### Your goal
Retype every entry below exactly as it stands.

....

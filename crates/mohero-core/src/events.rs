use chrono::{DateTime, Utc};
use serde::{Deserialize, Serialize};

/// Every state change in the system produces an Event.
/// Front ends print or forward them; nothing consumes them internally.
#[derive(Debug, Clone, PartialEq, Eq, Serialize, Deserialize)]
#[serde(tag = "type")]
pub enum Event {
    SignedIn {
        user_id: String,
        at: DateTime<Utc>,
    },
    SignedOut {
        at: DateTime<Utc>,
    },
    SessionRefreshed {
        user_id: String,
        expires_at: DateTime<Utc>,
    },
    ProgramSelected {
        program_id: String,
        previous_program_id: Option<String>,
        records_cleared: usize,
        at: DateTime<Utc>,
    },
    ExerciseUpdated {
        exercise_id: String,
        day: u32,
        value: u32,
        target: u32,
        completed: bool,
        at: DateTime<Utc>,
    },
    RitualCompleted {
        day: u32,
        next_day: u32,
        streak: u32,
        total_completed_days: u32,
        at: DateTime<Utc>,
    },
    /// Calendar roll-over moved the current day forward.
    DayAdvanced {
        from_day: u32,
        to_day: u32,
        total_completed_days: u32,
        all_exercises_completed: bool,
        at: DateTime<Utc>,
    },
}

#[cfg(test)]
mod tests {
    use super::*;

    #[test]
    fn serializes_with_type_tag() {
        let event = Event::SignedOut { at: Utc::now() };
        let json = serde_json::to_value(&event).unwrap();
        assert_eq!(json["type"], "SignedOut");
    }
}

....

### Response to the task
filename crates/mohero-core/src/events.rs
use chrono::{DateTime, Utc};
use serde::{Deserialize, Serialize};

/// Every state change in the system produces an Event.
/// Front ends print or forward them; nothing consumes them internally.
#[derive(Debug, Clone, PartialEq, Eq, Serialize, Deserialize)]
#[serde(tag = "type")]
pub enum Event {
    SignedIn {
        user_id: String,
        at: DateTime<Utc>,
    },
    SignedOut {
        at: DateTime<Utc>,
    },
    SessionRefreshed {
        user_id: String,
        expires_at: DateTime<Utc>,
    },
    ProgramSelected {
        program_id: String,
        previous_program_id: Option<String>,
        records_cleared: usize,
        at: DateTime<Utc>,
    },
    ExerciseUpdated {
        exercise_id: String,
        day: u32,
        value: u32,
        target: u32,
        completed: bool,
        at: DateTime<Utc>,
    },
    RitualCompleted {
        day: u32,
        next_day: u32,
        streak: u32,
        total_completed_days: u32,
        at: DateTime<Utc>,
    },
    /// Calendar roll-over moved the current day forward.
    DayAdvanced {
        from_day: u32,
        to_day: u32,
        total_completed_days: u32,
        all_exercises_completed: bool,
        at: DateTime<Utc>,
    },
}

#[cfg(test)]
mod tests {
    use super::*;

    #[test]
    fn serializes_with_type_tag() {
        let event = Event::SignedOut { at: Utc::now() };
        let json = serde_json::to_value(&event).unwrap();
        assert_eq!(json["type"], "SignedOut");
    }
}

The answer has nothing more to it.